Recorded information -
============================================================

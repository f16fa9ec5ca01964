//! Linked-data adapter reading Wikidata entity claims.

use std::collections::HashMap;
use std::sync::Arc;

use log::{debug, warn};
use serde::Deserialize;
use serde_json::Value;

use super::wikipedia::WikipediaPageDirectory;
use super::SourceAdapter;
use crate::cancellation::CancelToken;
use crate::error::SourceError;
use crate::extractor::markup::dedup_case_insensitive;
use crate::http_client::{HttpRequest, RateLimitedClient, Upstream};
use crate::model::{
    ArtistQuery, FieldName, FieldValue, PartialDate, RangeBasis, SourceFact, SourceId, YearsActive,
};

const WIKIDATA_ENTITY_URL: &str = "https://www.wikidata.org/wiki/Special:EntityData";
const WIKIDATA_ACTION_API_URL: &str = "https://www.wikidata.org/w/api.php";
const MAX_LIST_VALUES: usize = 5;
const MAX_LABEL_IDS_PER_REQUEST: usize = 50;
const CLAIM_CONFIDENCE: f32 = 0.85;
const ASSEMBLED_YEARS_CONFIDENCE: f32 = 0.8;
const START_ONLY_YEARS_CONFIDENCE: f32 = 0.4;
const BIRTH_OFFSET_YEARS_CONFIDENCE: f32 = 0.25;
const CAREER_START_AGE: i32 = 20;

const P_BIRTH_DATE: &str = "P569";
const P_DEATH_DATE: &str = "P570";
const P_BIRTHPLACE: &str = "P19";
const P_INSTRUMENTS: &str = "P1303";
const P_BIRTH_NAME: &str = "P1477";
const P_PSEUDONYM: &str = "P742";
const P_NICKNAME: &str = "P1449";
const P_OCCUPATION: &str = "P106";
const P_RECORD_LABEL: &str = "P264";
const P_SPOUSE: &str = "P26";
const P_HAS_PART: &str = "P527";
const P_PART_OF: &str = "P361";
const P_WORK_PERIOD_START: &str = "P2031";
const P_WORK_PERIOD_END: &str = "P2032";

/// Resolves entity ids (`Q…`) to English labels.
///
/// An implementation may return fewer labels than requested; unresolved
/// entities are dropped from the affected field.
pub trait LabelLookup: Send + Sync {
    fn labels(&self, ids: &[String], cancel: &CancelToken) -> Result<HashMap<String, String>, SourceError>;
}

/// Lookup that resolves nothing, leaving label-bearing fields unknown.
pub struct NoLabelLookup;

impl LabelLookup for NoLabelLookup {
    fn labels(&self, _ids: &[String], _cancel: &CancelToken) -> Result<HashMap<String, String>, SourceError> {
        Ok(HashMap::new())
    }
}

/// Batched `wbgetentities` label lookup.
pub struct WikidataLabelLookup {
    client: Arc<RateLimitedClient>,
}

impl WikidataLabelLookup {
    pub fn new(client: Arc<RateLimitedClient>) -> Self {
        Self { client }
    }
}

#[derive(Debug, Deserialize)]
struct LabelsResponse {
    #[serde(default)]
    entities: HashMap<String, LabelledEntity>,
}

============================================================

Problem to work on - In the data above, find the line containing "pub struct WikidataLabelLookup", then copy it and every later line exactly.

Result -
pub struct WikidataLabelLookup {
    client: Arc<RateLimitedClient>,
}

impl WikidataLabelLookup {
    pub fn new(client: Arc<RateLimitedClient>) -> Self {
        Self { client }
    }
}

#[derive(Debug, Deserialize)]
struct LabelsResponse {
    #[serde(default)]
    entities: HashMap<String, LabelledEntity>,
}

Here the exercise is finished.